Reproduce every line in the material below that holds "Value".

════════════════

//! 自定义资源定义模块
//!
//! 该模块定义了期望状态对象 ServiceCatalogControllerManager。管理员编辑其 spec，
//! Operator 只读取 spec，并且只在 status 发生变化时写回 status。

use kube::CustomResource;
use schemars::JsonSchema;
use serde::{Deserialize, Serialize};
use svcat_common::{GenerationStatus, LogLevel, ManagementState, OperatorCondition};

/// 期望状态对象规范
#[derive(CustomResource, Serialize, Deserialize, Clone, Debug, Default, PartialEq, JsonSchema)]
#[kube(
    group = "operator.svcat.io",
    version = "v1",
    kind = "ServiceCatalogControllerManager",
    plural = "servicecatalogcontrollermanagers",
    derive = "PartialEq"
)]
#[kube(status = "ServiceCatalogControllerManagerStatus")]
#[kube(printcolumn = r#"{"name":"State", "type":"string", "jsonPath":".spec.managementState"}"#)]
#[kube(printcolumn = r#"{"name":"Observed", "type":"integer", "jsonPath":".status.observedGeneration"}"#)]
#[serde(rename_all = "camelCase")]
pub struct ServiceCatalogControllerManagerSpec {
    /// 管理状态：Managed、Unmanaged 或 Removed
    #[serde(default)]
    pub management_state: ManagementState,

    /// 工作负载日志级别档位
    #[serde(default, skip_serializing_if = "Option::is_none")]
    pub log_level: Option<LogLevel>,

    /// 管理员提供的不受支持的配置覆盖
    #[serde(default, skip_serializing_if = "Option::is_none")]
    pub unsupported_config_overrides: Option<serde_json::Value>,

    /// 上一轮观察到的配置
    #[serde(default, skip_serializing_if = "Option::is_none")]
    pub observed_config: Option<serde_json::Value>,
}

/// 期望状态对象的状态
#[derive(Serialize, Deserialize, Clone, Debug, Default, PartialEq, JsonSchema)]
#[serde(rename_all = "camelCase")]
pub struct ServiceCatalogControllerManagerStatus {
    /// 最近一次完整处理的 spec 代数
    #[serde(default)]
    pub observed_generation: i64,

    /// 条件集合
    #[serde(default)]
    pub conditions: Vec<OperatorCondition>,

    /// 受管工作负载的代数账本
    #[serde(default)]
    pub generations: Vec<GenerationStatus>,
}

impl ServiceCatalogControllerManager {
    /// spec 代数，未设置时视为 0
    pub fn generation(&self) -> i64 {
        self.metadata.generation.unwrap_or_default()
    }

    /// 上次观察到的代数
    pub fn observed_generation(&self) -> i64 {
        self.status.as_ref().map_or(0, |s| s.observed_generation)
    }
}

════════════════

Response below:
    pub unsupported_config_overrides: Option<serde_json::Value>,
    pub observed_config: Option<serde_json::Value>,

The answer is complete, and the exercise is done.